> _Exercise description_: State how many lines of the entries below hold the word "cloned"; reply with nothing but the number.

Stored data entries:
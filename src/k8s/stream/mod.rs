pub mod broker;
pub mod topic;
pub mod wire;

pub use broker::{Frame, StreamBroker, Subscriber};
pub use topic::StreamTopic;
pub use wire::{StreamQuery, encode_frame};
/// One upstream watch per kind shared by any number of subscribers
mod common;

use common::{context, context_with, controller, key, names, next_payload, payload_with, pod};
use futures::future::join_all;
use k8s_openapi::api::core::v1::Pod;
use kubecast::error::Error;
use kubecast::k8s::source::MemorySource;
use kubecast::k8s::stream::StreamQuery;
use std::sync::Arc;
use std::time::Duration;
use tokio::time::timeout;

#[tokio::test]
async fn test_list_without_subscribers_opens_one_watch() {
    let (_, ctx) = context();
    let source = Arc::new(MemorySource::with_objects([pod("default", "web")]));
    let pods = controller(&ctx, &source);

    let payload = pods.list(&key(), None).await.unwrap();
    assert_eq!(names(&payload), vec!["web"]);
    pods.list(&key(), Some("default")).await.unwrap();
    assert_eq!(source.list_calls(), 1);
    assert_eq!(source.watch_calls(), 1);
    assert_eq!(ctx.broker().topic_count(), 0);
}

#[tokio::test]
async fn test_single_subscriber_opens_one_watch() {
    let (_, ctx) = context();
    let source = Arc::new(MemorySource::with_objects([pod("default", "web")]));
    let pods = controller(&ctx, &source);

    let mut subscriber = pods.subscribe(&StreamQuery::new(key())).await.unwrap();
    payload_with(&mut subscriber, &["web"]).await;
    assert_eq!(source.list_calls(), 1);
    assert_eq!(source.watch_calls(), 1);
}

#[tokio::test(flavor = "multi_thread", worker_threads = 4)]
async fn test_fifty_cold_subscribers_share_one_list_and_watch() {
    let (connector, ctx) = context();
    let source = Arc::new(MemorySource::with_objects([
        pod("default", "api"),
        pod("default", "web"),
    ]));
    source.set_list_delay(Some(Duration::from_millis(100)));
    let pods = Arc::new(controller(&ctx, &source));

    let subscribers = join_all((0..50).map(|_| {
        let pods = Arc::clone(&pods);
        tokio::spawn(async move {
            let mut subscriber = pods.subscribe(&StreamQuery::new(key())).await.unwrap();
            next_payload(&mut subscriber).await
        })
    }))
    .await;

    for payload in subscribers {
        assert_eq!(names(&payload.unwrap()), vec!["api", "web"]);
    }
    assert_eq!(source.list_calls(), 1);
    assert_eq!(source.watch_calls(), 1);
    assert_eq!(connector.connects(), 1);
    assert_eq!(pods.caches().len().await, 1);
}

#[tokio::test]
async fn test_slow_subscriber_does_not_hold_back_others() {
    let config = common::config()
        .with_flush_period("Pod", Duration::ZERO)
        .with_subscriber_buffer(2)
        .with_max_lag_events(1);
    let (_, ctx) = context_with(config);
    let source = Arc::new(MemorySource::<Pod>::new());
    let pods = controller(&ctx, &source);
    pods.list(&key(), None).await.unwrap();

    let mut fast = pods.subscribe(&StreamQuery::new(key())).await.unwrap();
    let mut slow = pods.subscribe(&StreamQuery::new(key())).await.unwrap();
    next_payload(&mut fast).await;
    next_payload(&mut slow).await;

    let mut expected = Vec::new();
    for i in 0..20 {
        let name = format!("p{i:02}");
        source.apply(pod("default", &name));
        expected.push(name);
        // keep the fast reader caught up on every flush
        let seen = names(&next_payload(&mut fast).await);
        assert!(!seen.is_empty());
    }
    let expected: Vec<&str> = expected.iter().map(String::as_str).collect();
    payload_with(&mut fast, &expected).await;

    // the slow reader either resyncs with a stale frame or is dropped
    match timeout(Duration::from_secs(1), slow.next_frame()).await.unwrap() {
        Ok(Some(frame)) => assert!(frame.stale || slow.skipped() == 0),
        Err(Error::SlowConsumer { skipped, .. }) => assert!(skipped > 0),
        Ok(None) => panic!("slow subscriber saw end of stream"),
        Err(e) => panic!("unexpected error {e}"),
    }
}

#[tokio::test]
async fn test_final_snapshot_matches_upstream() {
    let (_, ctx) = context();
    let source = Arc::new(MemorySource::with_objects([pod("default", "keep")]));
    let pods = controller(&ctx, &source);
    let mut subscriber = pods
        .subscribe(&StreamQuery::new(key()).namespace("default"))
        .await
        .unwrap();

    for round in 0..5 {
        for i in 0..10 {
            source.apply(pod("default", &format!("churn-{i}")));
            source.apply(pod("other", &format!("elsewhere-{round}-{i}")));
        }
        for i in (0..10).step_by(2) {
            source.remove(&format!("churn-{i}"), Some("default"));
        }
    }

    payload_with(
        &mut subscriber,
        &["churn-1", "churn-3", "churn-5", "churn-7", "churn-9", "keep"],
    )
    .await;
}
/**
 * Views and flush targets
 *
 * A `ResourceView` turns one object into one row of the client payload. A
 * `FlushTarget` owns a topic and renders the rows published to it whenever
 * the cache it is registered on flushes. A row that fails to serialize is
 * skipped so one malformed object never kills a stream.
 */
use super::watch_cache::WatchCache;
use crate::error::{Error, Result};
use crate::k8s::source::Object;
use crate::k8s::stream::StreamTopic;
use async_trait::async_trait;
use bytes::Bytes;
use k8s_openapi::serde_json::{self, Value, json};
use kube::ResourceExt;
use std::sync::{Arc, Weak};
use tracing::warn;

/// Payload of a snapshot with no rows
pub const EMPTY_SNAPSHOT: &[u8] = b"[]";

#[must_use]
pub const fn empty_snapshot() -> Bytes {
    Bytes::from_static(EMPTY_SNAPSHOT)
}

/// Per-kind transform from object to client row
pub trait ResourceView<K>: Send + Sync {
    /// # Errors
    ///
    /// Returns `Error::Serialization` when the object cannot be represented
    fn row(&self, obj: &K) -> Result<Value>;
}

impl<K, F> ResourceView<K> for F
where
    F: Fn(&K) -> Result<Value> + Send + Sync,
{
    fn row(&self, obj: &K) -> Result<Value> {
        self(obj)
    }
}

/// The full object as JSON
#[derive(Debug, Clone, Copy, Default)]
pub struct ObjectView;

impl<K: Object> ResourceView<K> for ObjectView {
    fn row(&self, obj: &K) -> Result<Value> {
        serde_json::to_value(obj).map_err(|e| Error::Serialization {
            object: obj.name_any(),
            message: e.to_string(),
        })
    }
}

/// Identity and age columns common to every kind
#[derive(Debug, Clone, Copy, Default)]
pub struct SummaryView;

impl<K: Object> ResourceView<K> for SummaryView {
    fn row(&self, obj: &K) -> Result<Value> {
        Ok(json!({
            "kind": K::kind(&()),
            "name": obj.name_any(),
            "namespace": obj.namespace(),
            "uid": obj.uid(),
            "resourceVersion": obj.resource_version(),
            "created": obj.creation_timestamp().map(|t| t.0.to_string()),
        }))
    }
}

/// Render `objects` as a JSON array, skipping rows that fail to serialize
pub fn render_rows<K: Object>(view: &dyn ResourceView<K>, objects: &[Arc<K>]) -> Bytes {
    let rows: Vec<Value> = objects
        .iter()
        .filter_map(|obj| match view.row(obj) {
            Ok(row) => Some(row),
            Err(e) => {
                warn!("⚠️ Skipping {} {}: {}", K::kind(&()), obj.name_any(), e);
                None
            }
        })
        .collect();

    if rows.is_empty() {
        return empty_snapshot();
    }
    serde_json::to_vec(&rows).map_or_else(
        |e| {
            warn!("⚠️ Failed to encode {} snapshot: {}", K::kind(&()), e);
            empty_snapshot()
        },
        Bytes::from,
    )
}

/// A topic rendered from a cache's snapshot on every flush
#[async_trait]
pub trait FlushTarget<K>: Send + Sync {
    fn topic(&self) -> &StreamTopic;

    async fn render(&self, objects: &[Arc<K>]) -> Result<Bytes>;
}

type Filter<K> = Arc<dyn Fn(&K) -> bool + Send + Sync>;

/// The kind's snapshot, optionally narrowed, rendered through a view
pub struct ViewTarget<K> {
    topic: StreamTopic,
    view: Arc<dyn ResourceView<K>>,
    filter: Option<Filter<K>>,
}

impl<K: Object> ViewTarget<K> {
    #[must_use]
    pub fn new(topic: StreamTopic, view: Arc<dyn ResourceView<K>>) -> Self {
        Self {
            topic,
            view,
            filter: None,
        }
    }

    /// Narrow to objects in `namespace` and/or named `name`
    #[must_use]
    pub fn selecting(self, namespace: Option<String>, name: Option<String>) -> Self {
        if namespace.is_none() && name.is_none() {
            return self;
        }
        self.filtered(move |obj: &K| {
            namespace.as_ref().is_none_or(|ns| obj.namespace().as_ref() == Some(ns))
                && name.as_ref().is_none_or(|n| &obj.name_any() == n)
        })
    }

    #[must_use]
    pub fn filtered(mut self, filter: impl Fn(&K) -> bool + Send + Sync + 'static) -> Self {
        self.filter = Some(Arc::new(filter));
        self
    }
}

#[async_trait]
impl<K: Object> FlushTarget<K> for ViewTarget<K> {
    fn topic(&self) -> &StreamTopic {
        &self.topic
    }

    async fn render(&self, objects: &[Arc<K>]) -> Result<Bytes> {
        match &self.filter {
            Some(filter) => {
                let selected: Vec<Arc<K>> =
                    objects.iter().filter(|obj| filter(obj)).cloned().collect();
                Ok(render_rows(self.view.as_ref(), &selected))
            }
            None => Ok(render_rows(self.view.as_ref(), objects)),
        }
    }
}

/// Children of one owner object, e.g. the pods of a `ReplicaSet`.
///
/// Registered on the owner's cache directly and on the children's cache via
/// [`OwnedTrigger`], so a change to either re-publishes the topic without a
/// dedicated watch. Holds the caches weakly; a torn-down cache renders as
/// empty.
pub struct OwnedTarget<P: Object, S: Object> {
    topic: StreamTopic,
    owner_name: String,
    owner_namespace: Option<String>,
    owners: Weak<WatchCache<P>>,
    children: Weak<WatchCache<S>>,
    view: Arc<dyn ResourceView<S>>,
}

impl<P: Object, S: Object> OwnedTarget<P, S> {
    #[must_use]
    pub fn new(
        topic: StreamTopic,
        owner_name: String,
        owner_namespace: Option<String>,
        owners: &Arc<WatchCache<P>>,
        children: &Arc<WatchCache<S>>,
        view: Arc<dyn ResourceView<S>>,
    ) -> Self {
        Self {
            topic,
            owner_name,
            owner_namespace,
            owners: Arc::downgrade(owners),
            children: Arc::downgrade(children),
            view,
        }
    }

    fn render_from(&self, owners: &[Arc<P>], children: &[Arc<S>]) -> Bytes {
        let owner_uid = owners
            .iter()
            .find(|o| {
                o.name_any() == self.owner_name && o.namespace() == self.owner_namespace
            })
            .and_then(|o| o.uid());

        let Some(owner_uid) = owner_uid else {
            return empty_snapshot();
        };

        let owned: Vec<Arc<S>> = children
            .iter()
            .filter(|child| {
                child
                    .owner_references()
                    .iter()
                    .any(|reference| reference.uid == owner_uid)
            })
            .cloned()
            .collect();
        render_rows(self.view.as_ref(), &owned)
    }
}

#[async_trait]
impl<P: Object, S: Object> FlushTarget<P> for OwnedTarget<P, S> {
    fn topic(&self) -> &StreamTopic {
        &self.topic
    }

    async fn render(&self, objects: &[Arc<P>]) -> Result<Bytes> {
        let Some(children) = self.children.upgrade() else {
            return Ok(empty_snapshot());
        };
        let children = children.snapshot().await;
        Ok(self.render_from(objects, &children))
    }
}

/// Re-publishes an [`OwnedTarget`] when the children's cache changes
pub struct OwnedTrigger<P: Object, S: Object>(pub Arc<OwnedTarget<P, S>>);

#[async_trait]
impl<P: Object, S: Object> FlushTarget<S> for OwnedTrigger<P, S> {
    fn topic(&self) -> &StreamTopic {
        &self.0.topic
    }

    async fn render(&self, objects: &[Arc<S>]) -> Result<Bytes> {
        let Some(owners) = self.0.owners.upgrade() else {
            return Ok(empty_snapshot());
        };
        let owners = owners.snapshot().await;
        Ok(self.0.render_from(&owners, objects))
    }
}

#[cfg(test)]
mod tests {
    use super::*;
    use crate::k8s::registry::ConnectionKey;
    use k8s_openapi::api::core::v1::Pod;
    use kube::api::ObjectMeta;

    fn pod(ns: &str, name: &str) -> Arc<Pod> {
        Arc::new(Pod {
            metadata: ObjectMeta {
                name: Some(name.to_string()),
                namespace: Some(ns.to_string()),
                ..Default::default()
            },
            ..Default::default()
        })
    }

    fn names(payload: &Bytes) -> Vec<String> {
        let rows: Vec<Value> = serde_json::from_slice(payload).unwrap();
        rows.iter()
            .map(|r| r["name"].as_str().unwrap().to_string())
            .collect()
    }

    #[test]
    fn test_empty_snapshot_is_explicit() {
        let payload = render_rows::<Pod>(&SummaryView, &[]);
        assert_eq!(payload.as_ref(), b"[]");
    }

    #[test]
    fn test_failing_rows_are_skipped() {
        let view = |p: &Pod| -> Result<Value> {
            if p.name_any() == "bad" {
                Err(Error::Serialization {
                    object: "bad".to_string(),
                    message: "boom".to_string(),
                })
            } else {
                Ok(json!({ "name": p.name_any() }))
            }
        };
        let payload = render_rows(&view, &[pod("default", "good"), pod("default", "bad")]);
        assert_eq!(names(&payload), vec!["good"]);
    }

    #[tokio::test]
    async fn test_view_target_selects_namespace() {
        let topic = StreamTopic::new(ConnectionKey::new("dev", "kind"), "Pod");
        let target = ViewTarget::new(topic, Arc::new(SummaryView))
            .selecting(Some("default".to_string()), None);

        let payload = target
            .render(&[pod("default", "web"), pod("kube-system", "dns")])
            .await
            .unwrap();
        assert_eq!(names(&payload), vec!["web"]);
    }
}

> _Response box_: 2